Reputation: 3701
I want to check all the tags under the body and check and remove if it has style attribute I have tried
$user_submitted_html = "This is Some Text";
$html = '<body>' . $user_submitted_html . '</body>';
$dom = new DOMDocument();
$dom->loadHTML($html_string);
$elements = $dom->getElementsByTagName('body');
foreach($elements as $element) {
foreach($element->childNodes as $child) {
if($child->hasAttribute('style')) {
$child->removeAttribute('style')
}
}
}
It works fine if $user_submitted_html
is not only text, mean if it has some tags in it, but If it is only text then It gives the error
Call to undefined method DOMText::hasAttribute()
Then I get the nodeName in the foreach loop
echo "Node Name: " . $child->nodeName
It gives the
Node Name = #text
What kind of node name is this, I have echo'ed other nodes, it gives, div, span etc. that I am familiar with.

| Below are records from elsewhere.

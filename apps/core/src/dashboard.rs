//! Incident analytics over the ticket log.

use crate::database;
use crate::models::{DailyCount, LabelCount, Ticket};
use serde::Serialize;
use sqlx::sqlite::SqlitePool;

/// Share of tickets with one priority.
#[derive(Debug, Clone, PartialEq, Serialize)]
pub struct PriorityShare {
    pub priority: String,
    pub count: i64,
    /// Percentage of all tickets, 0.0-100.0.
    pub percent: f64,
}

/// Aggregate analytics snapshot.
#[derive(Debug, Clone, Serialize)]
pub struct DashboardReport {
    pub total_tickets: i64,
    pub escalated: i64,
    pub categories: Vec<LabelCount>,
    pub priorities: Vec<PriorityShare>,
    pub daily: Vec<DailyCount>,
    pub recent: Vec<Ticket>,
}

impl DashboardReport {
    pub async fn load(pool: &SqlitePool, recent_limit: i64) -> Result<Self, sqlx::Error> {
        let total_tickets = database::count_tickets(pool).await?;
        let escalated = database::escalation_count(pool).await?;
        let categories = database::category_distribution(pool).await?;
        let priorities = priority_shares(&database::priority_distribution(pool).await?);
        let daily = database::daily_trend(pool).await?;
        let recent = database::get_recent_tickets(pool, recent_limit).await?;

        Ok(Self {
            total_tickets,
            escalated,
            categories,
            priorities,
            daily,
            recent,
        })
    }

    pub fn is_empty(&self) -> bool {
        self.total_tickets == 0
    }

    /// Plain-text rendering for the terminal.
    pub fn render(&self) -> String {
        let mut out = String::from("Smart Incident Analytics Dashboard\n");
        out.push_str("==================================\n");

        if self.is_empty() {
            out.push_str(
                "No tickets have been submitted yet. Submit a complaint with `incidentdesk analyze`.\n",
            );
            return out;
        }

        out.push_str(&format!(
            "Total Tickets Processed: {} | Critical Escalations: {}\n",
            self.total_tickets, self.escalated
        ));

        out.push_str("\nComplaint Category Distribution\n");
        let width = self.categories.iter().map(|c| c.label.len()).max().unwrap_or(0);
        for entry in &self.categories {
            out.push_str(&format!(
                "  {:<width$}  {:>5}  {}\n",
                entry.label,
                entry.count,
                bar(entry.count, self.total_tickets),
                width = width
            ));
        }

        out.push_str("\nPriority Distribution\n");
        for share in &self.priorities {
            out.push_str(&format!(
                "  {:<6}  {:>5}  {:>5.1}%\n",
                share.priority, share.count, share.percent
            ));
        }

        out.push_str("\nDaily Complaint Trend\n");
        for day in &self.daily {
            out.push_str(&format!("  {}  {:>5}\n", day.day, day.count));
        }

        if !self.recent.is_empty() {
            out.push_str("\nRecent Incidents\n");
            for ticket in &self.recent {
                out.push_str(&format!(
                    "  #{:<5} {:<17} {:<8} {:<6} {:<13} {}  {}\n",
                    ticket.id,
                    ticket.category,
                    ticket.sentiment,
                    ticket.priority,
                    ticket.department,
                    if ticket.escalation_flag { "ESC" } else { "   " },
                    preview(&ticket.complaint_text, 60)
                ));
            }
        }

        out
    }
}

/// Percent shares for a priority distribution.
pub fn priority_shares(counts: &[LabelCount]) -> Vec<PriorityShare> {
    let total: i64 = counts.iter().map(|c| c.count).sum();

    counts
        .iter()
        .map(|c| PriorityShare {
            priority: c.label.clone(),
            count: c.count,
            percent: if total > 0 {
                c.count as f64 * 100.0 / total as f64
            } else {
                0.0
            },
        })
        .collect()
}

fn bar(count: i64, total: i64) -> String {
    const WIDTH: i64 = 30;
    if total <= 0 {
        return String::new();
    }
    let filled = (count * WIDTH + total - 1) / total;
    "#".repeat(filled.clamp(0, WIDTH) as usize)
}

fn preview(text: &str, max_chars: usize) -> String {
    let single_line = text.split_whitespace().collect::<Vec<_>>().join(" ");
    if single_line.chars().count() <= max_chars {
        return single_line;
    }
    let mut cut: String = single_line.chars().take(max_chars.saturating_sub(3)).collect();
    cut.push_str("...");
    cut
}
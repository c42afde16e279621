//! # NLU Module
//!
//! Complaint analysis for IncidentDesk.
//!
//! ## Components
//! - `category`: keyword rules (fast path) with zero-shot fallback
//! - `sentiment`: raw sentiment label mapping
//! - `priority`: sentiment + urgency keyword scoring
//! - `routing`: category to department table
//! - `escalation`: escalation rule
//! - `reply`: reply prompt and output cleanup
//! - `analysis`: output data structure
//! - `analyzer`: main orchestrator

pub mod analysis;
pub mod analyzer;
pub mod category;
pub mod escalation;
pub mod labels;
pub mod priority;
pub mod reply;
pub mod routing;
pub mod sentiment;

pub use analysis::{AnalysisResult, CategorySource, Degradation};
pub use analyzer::{validate_complaint, AnalyzerOptions, ComplaintAnalyzer};
pub use labels::{Category, Priority, Sentiment};
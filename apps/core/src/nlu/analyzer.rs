//! Complaint Analyzer - Main orchestrator for the NLU module.
//!
//! Sequences the stages in dependency order:
//! 1. Category (keyword rules, zero-shot fallback)
//! 2. Sentiment
//! 3. Priority (needs sentiment)
//! 4. Department (needs category)
//! 5. Escalation (needs priority and sentiment)
//! 6. Reply draft (needs only the text)
//!
//! Holds no per-call state; one analyzer serves any number of calls.

use std::sync::Arc;
use std::time::Instant;
use tracing::{info, instrument, warn};

use super::analysis::{AnalysisResult, Degradation};
use super::category::classify_with_fallback;
use super::{escalation, priority, reply, routing, sentiment};
use crate::config::AppConfig;
use crate::error::AppError;
use crate::models::ReplySettings;
use crate::services::ModelCapabilities;

/// Per-deployment knobs of the pipeline.
#[derive(Debug, Clone, Default)]
pub struct AnalyzerOptions {
    pub reply: ReplySettings,
    /// Abort instead of degrading to Neutral when sentiment is unavailable.
    pub sentiment_required: bool,
}

impl From<&AppConfig> for AnalyzerOptions {
    fn from(config: &AppConfig) -> Self {
        Self {
            reply: config.reply.clone(),
            sentiment_required: config.sentiment_required,
        }
    }
}

pub struct ComplaintAnalyzer<C: ?Sized> {
    capabilities: Arc<C>,
    options: AnalyzerOptions,
}

impl<C: ?Sized> Clone for ComplaintAnalyzer<C> {
    fn clone(&self) -> Self {
        Self {
            capabilities: Arc::clone(&self.capabilities),
            options: self.options.clone(),
        }
    }
}

/// Rejects complaint text that has nothing to analyze.
pub fn validate_complaint(text: &str) -> Result<(), AppError> {
    if text.trim().is_empty() {
        return Err(AppError::InvalidInput(
            "Please enter a complaint text.".to_string(),
        ));
    }
    Ok(())
}

impl<C> ComplaintAnalyzer<C>
where
    C: ModelCapabilities + ?Sized,
{
    pub fn new(capabilities: Arc<C>, options: AnalyzerOptions) -> Self {
        Self {
            capabilities,
            options,
        }
    }

    pub fn options(&self) -> &AnalyzerOptions {
        &self.options
    }

    /// Analyzes one complaint.
    ///
    /// Fails with `InvalidInput` before any stage runs when the text is blank,
    /// and with `CapabilityUnavailable` only when sentiment is required and
    /// cannot be scored. Every other capability failure degrades.
    #[instrument(skip(self, text), fields(chars = text.chars().count()))]
    pub async fn analyze(&self, text: &str) -> Result<AnalysisResult, AppError> {
        validate_complaint(text)?;

        let start = Instant::now();
        let capabilities = &*self.capabilities;
        let mut degradations = Vec::new();

        // 1. Category
        let decision = classify_with_fallback(capabilities, text).await;
        if decision.is_fallback() {
            degradations.push(Degradation::CategoryFallback);
        }

        // 2. Sentiment
        let sentiment = if self.options.sentiment_required {
            sentiment::score(capabilities, text).await?
        } else {
            let (sentiment, failure) = sentiment::score_or_neutral(capabilities, text).await;
            if failure.is_some() {
                degradations.push(Degradation::SentimentFallback);
            }
            sentiment
        };

        // 3-5. Local, total stages
        let priority = priority::prioritize(text, sentiment);
        let department = routing::route(decision.category);
        let escalation_flag = escalation::evaluate(text, priority, sentiment);

        // 6. Reply
        let reply_text = match reply::draft(capabilities, text, &self.options.reply).await {
            Ok(reply) => reply,
            Err(e) => {
                warn!("Reply generation failed, storing an empty reply: {}", e);
                degradations.push(Degradation::ReplyUnavailable);
                String::new()
            }
        };

        info!(
            category = %decision.category,
            sentiment = %sentiment,
            priority = %priority,
            department,
            escalation_flag,
            degraded = !degradations.is_empty(),
            elapsed_ms = start.elapsed().as_millis() as u64,
            "Complaint analyzed"
        );

        Ok(AnalysisResult {
            complaint_text: text.to_string(),
            category: decision.category,
            sentiment,
            priority,
            department: department.to_string(),
            escalation_flag,
            reply_text,
            category_source: decision.source,
            degradations,
        })
    }
}
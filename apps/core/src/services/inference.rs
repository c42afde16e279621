use crate::config::{AppConfig, ZeroShotBackend};
use crate::error::{AppError, Capability};
use crate::fs_manager::PortablePathManager;
use crate::services::embedding::EmbeddingZeroShot;
use crate::services::http::HttpInferenceClient;
use crate::services::traits::{GenerationParams, LabelScore, ModelCapabilities, SentimentOutput};
use async_trait::async_trait;
use std::sync::Arc;
use std::time::Duration;
use tokio::time::timeout;
use tracing::{info, warn};

enum ZeroShot {
    Http { model: String },
    Embedding(Arc<EmbeddingZeroShot>),
    /// The configured backend failed to load.
    Missing,
}

/// Production capabilities: remote models behind one inference service,
/// optionally with local embedding zero-shot.
///
/// Construct once at startup and share it.
pub struct InferenceServices {
    client: HttpInferenceClient,
    zero_shot: ZeroShot,
    sentiment_model: String,
    reply_model: String,
    request_timeout: Duration,
}

impl InferenceServices {
    pub fn from_config(config: &AppConfig) -> Result<Self, AppError> {
        let client = HttpInferenceClient::new(
            &config.inference_url,
            config.inference_token.clone(),
            config.request_timeout(),
        )?;

        let zero_shot = match config.zero_shot_backend {
            ZeroShotBackend::Http => ZeroShot::Http {
                model: config.zero_shot_model.clone(),
            },
            ZeroShotBackend::Embedding => {
                let cache_dir = PortablePathManager::models_dir().join("embeddings");
                match EmbeddingZeroShot::new(cache_dir) {
                    Some(classifier) => ZeroShot::Embedding(Arc::new(classifier)),
                    None => {
                        warn!("Embedding zero-shot unavailable; unmatched complaints will be General Inquiry");
                        ZeroShot::Missing
                    }
                }
            }
        };

        info!(
            "Model capabilities ready (zero-shot: {:?}, sentiment: {}, reply: {})",
            config.zero_shot_backend, config.sentiment_model, config.reply_model
        );

        Ok(Self {
            client,
            zero_shot,
            sentiment_model: config.sentiment_model.clone(),
            reply_model: config.reply_model.clone(),
            request_timeout: config.request_timeout(),
        })
    }
}

/// Runs CPU-bound model work off the async workers, bounded by `limit`.
///
/// The blocking thread is not interrupted on timeout; its result is dropped.
async fn run_blocking<T, F>(capability: Capability, limit: Duration, work: F) -> Result<T, AppError>
where
    T: Send + 'static,
    F: FnOnce() -> Result<T, AppError> + Send + 'static,
{
    match timeout(limit, tokio::task::spawn_blocking(work)).await {
        Ok(Ok(result)) => result,
        Ok(Err(e)) => Err(AppError::unavailable(
            capability,
            format!("model task failed: {}", e),
        )),
        Err(_) => Err(AppError::unavailable(
            capability,
            format!("no result within {}ms", limit.as_millis()),
        )),
    }
}

#[async_trait]
impl ModelCapabilities for InferenceServices {
    async fn zero_shot(
        &self,
        text: &str,
        candidate_labels: &[&str],
        multi_label: bool,
    ) -> Result<Vec<LabelScore>, AppError> {
        match &self.zero_shot {
            ZeroShot::Http { model } => {
                self.client
                    .zero_shot(model, text, candidate_labels, multi_label)
                    .await
            }
            // Single-label ranking is all cosine similarity can express
            ZeroShot::Embedding(classifier) => {
                let classifier = Arc::clone(classifier);
                let text = text.to_string();
                let labels: Vec<String> = candidate_labels.iter().map(|l| l.to_string()).collect();

                run_blocking(Capability::ZeroShot, self.request_timeout, move || {
                    let labels: Vec<&str> = labels.iter().map(String::as_str).collect();
                    classifier.classify(&text, &labels)
                })
                .await
            }
            ZeroShot::Missing => Err(AppError::unavailable(
                Capability::ZeroShot,
                "embedding model not loaded",
            )),
        }
    }

    async fn sentiment(&self, text: &str) -> Result<SentimentOutput, AppError> {
        self.client.sentiment(&self.sentiment_model, text).await
    }

    async fn generate(&self, prompt: &str, params: &GenerationParams) -> Result<String, AppError> {
        self.client.generate(&self.reply_model, prompt, params).await
    }
}
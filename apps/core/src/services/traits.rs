use crate::error::AppError;
use async_trait::async_trait;
use serde::{Deserialize, Serialize};

/// One entry of a ranked zero-shot result.
#[derive(Debug, Clone, PartialEq, Serialize, Deserialize)]
pub struct LabelScore {
    pub label: String,
    pub score: f32,
}

/// Raw output of the sentiment model. Only `label` is used downstream.
#[derive(Debug, Clone, PartialEq, Serialize, Deserialize)]
pub struct SentimentOutput {
    pub label: String,
    pub score: f32,
}

/// Decoding parameters passed to the text-generation capability.
#[derive(Debug, Clone, PartialEq, Serialize)]
pub struct GenerationParams {
    pub max_length: u32,
    pub do_sample: bool,
    pub repetition_penalty: f32,
    pub no_repeat_ngram_size: u32,
}

/// Defines the model-backed capabilities the analysis pipeline calls into.
///
/// Implementations are constructed once and shared for the life of the
/// process. They must tolerate concurrent calls or serialize internally.
#[async_trait]
pub trait ModelCapabilities: Send + Sync + 'static {
    /// Ranks `candidate_labels` for `text`, best first.
    async fn zero_shot(
        &self,
        text: &str,
        candidate_labels: &[&str],
        multi_label: bool,
    ) -> Result<Vec<LabelScore>, AppError>;

    /// Returns the raw sentiment label code for `text`.
    async fn sentiment(&self, text: &str) -> Result<SentimentOutput, AppError>;

    /// Generates text for `prompt`.
    async fn generate(&self, prompt: &str, params: &GenerationParams) -> Result<String, AppError>;
}
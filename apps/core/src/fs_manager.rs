use std::fs;
use std::path::PathBuf;
use tracing::{info, warn};

/// Name of the SQLite file holding the ticket log.
pub const DATABASE_FILENAME: &str = "incident_system.sqlite";

/// Resolves the portable data layout next to the executable.
pub struct PortablePathManager;

impl PortablePathManager {
    /// Application root directory (where the executable lives).
    pub fn root_dir() -> PathBuf {
        #[cfg(debug_assertions)]
        {
            // In development the executable sits in target/debug at the workspace root
            if let Ok(mut path) = std::env::current_exe() {
                path.pop(); // exe name
                path.pop(); // debug
                path.pop(); // target

                let core_path = path.join("apps").join("core");
                if core_path.exists() {
                    return core_path;
                }
                return path;
            }
        }

        match std::env::current_exe() {
            Ok(mut path) => {
                path.pop();
                path
            }
            Err(e) => {
                warn!(
                    "Failed to get current exe path: {}. Falling back to current_dir.",
                    e
                );
                std::env::current_dir().unwrap_or_else(|_| PathBuf::from("."))
            }
        }
    }

    /// Main data directory (./data).
    pub fn data_dir() -> PathBuf {
        Self::root_dir().join("data")
    }

    /// Database directory (./data/db).
    pub fn db_dir() -> PathBuf {
        Self::data_dir().join("db")
    }

    /// Local model cache (./data/models), used by the embedding zero-shot backend.
    pub fn models_dir() -> PathBuf {
        Self::data_dir().join("models")
    }

    /// Default location of the ticket database.
    pub fn default_db_path() -> PathBuf {
        Self::db_dir().join(DATABASE_FILENAME)
    }

    /// Creates the data, db and models directories if they are missing.
    pub fn init() -> Result<(), std::io::Error> {
        for dir in [Self::data_dir(), Self::db_dir(), Self::models_dir()] {
            if !dir.exists() {
                info!("Creating directory: {:?}", dir);
                fs::create_dir_all(&dir)?;
            }
        }
        Ok(())
    }
}

#[cfg(test)]
mod tests {
    use super::*;

    #[test]
    fn test_layout_is_nested_under_data_dir() {
        let data = PortablePathManager::data_dir();
        assert!(PortablePathManager::db_dir().starts_with(&data));
        assert!(PortablePathManager::models_dir().starts_with(&data));
        assert!(PortablePathManager::default_db_path().ends_with(DATABASE_FILENAME));
    }
}
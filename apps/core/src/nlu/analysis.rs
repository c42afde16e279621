//! Analysis Result - Output structure of the complaint pipeline.

use serde::{Deserialize, Serialize};

use super::labels::{Category, Priority, Sentiment};

/// How the category was decided.
#[derive(Debug, Clone, PartialEq, Serialize, Deserialize)]
#[serde(tag = "kind", rename_all = "snake_case")]
pub enum CategorySource {
    /// A keyword rule matched.
    Rule { keyword: String },
    /// The zero-shot model ranked this label first.
    ZeroShot { label: String, score: f32 },
    /// Neither path produced a category; defaulted to General Inquiry.
    Fallback,
}

/// A stage that fell back to its safe default instead of failing the analysis.
#[derive(Debug, Clone, Copy, PartialEq, Eq, Serialize, Deserialize)]
#[serde(rename_all = "snake_case")]
pub enum Degradation {
    CategoryFallback,
    SentimentFallback,
    ReplyUnavailable,
}

/// Immutable result of analyzing one complaint.
#[derive(Debug, Clone, PartialEq, Serialize, Deserialize)]
pub struct AnalysisResult {
    pub complaint_text: String,
    pub category: Category,
    pub sentiment: Sentiment,
    pub priority: Priority,
    pub department: String,
    pub escalation_flag: bool,
    pub reply_text: String,
    pub category_source: CategorySource,
    #[serde(default, skip_serializing_if = "Vec::is_empty")]
    pub degradations: Vec<Degradation>,
}

impl AnalysisResult {
    pub fn is_degraded(&self) -> bool {
        !self.degradations.is_empty()
    }
}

I want to know that which are the elements that hasAttribute does not belong to them so I can put a condition before using the hasAttribute like this
if($child->nodeName=="#text") {
continue; // skip to next iteration
}
if($child->hasAttribute('style')) {
.
.
.
OR any Other Solution???
One More Suggestion Required. What If I remove only the style attributes from <div>,<span>,<p> and <a>
. Will it be safe from xss, if the rest of the tags can use style attribute.
Upvotes: 0
Views: 1704
Reputation: 6449
You can use XPath for get only the elements with style
attribute
$xpath = new DOMXPath($dom);
$elements = $xpath->query('//[@style]');
foreach($elements as $e) {
$e->removeAttribute('style')
}
Upvotes: 0
Reputation: 352
I think instead of checking the nodeName it would be better to check the class $child is an instance of.
if ( $child instanceof DOMElement )
{
//do your stuff
}
Upvotes: 1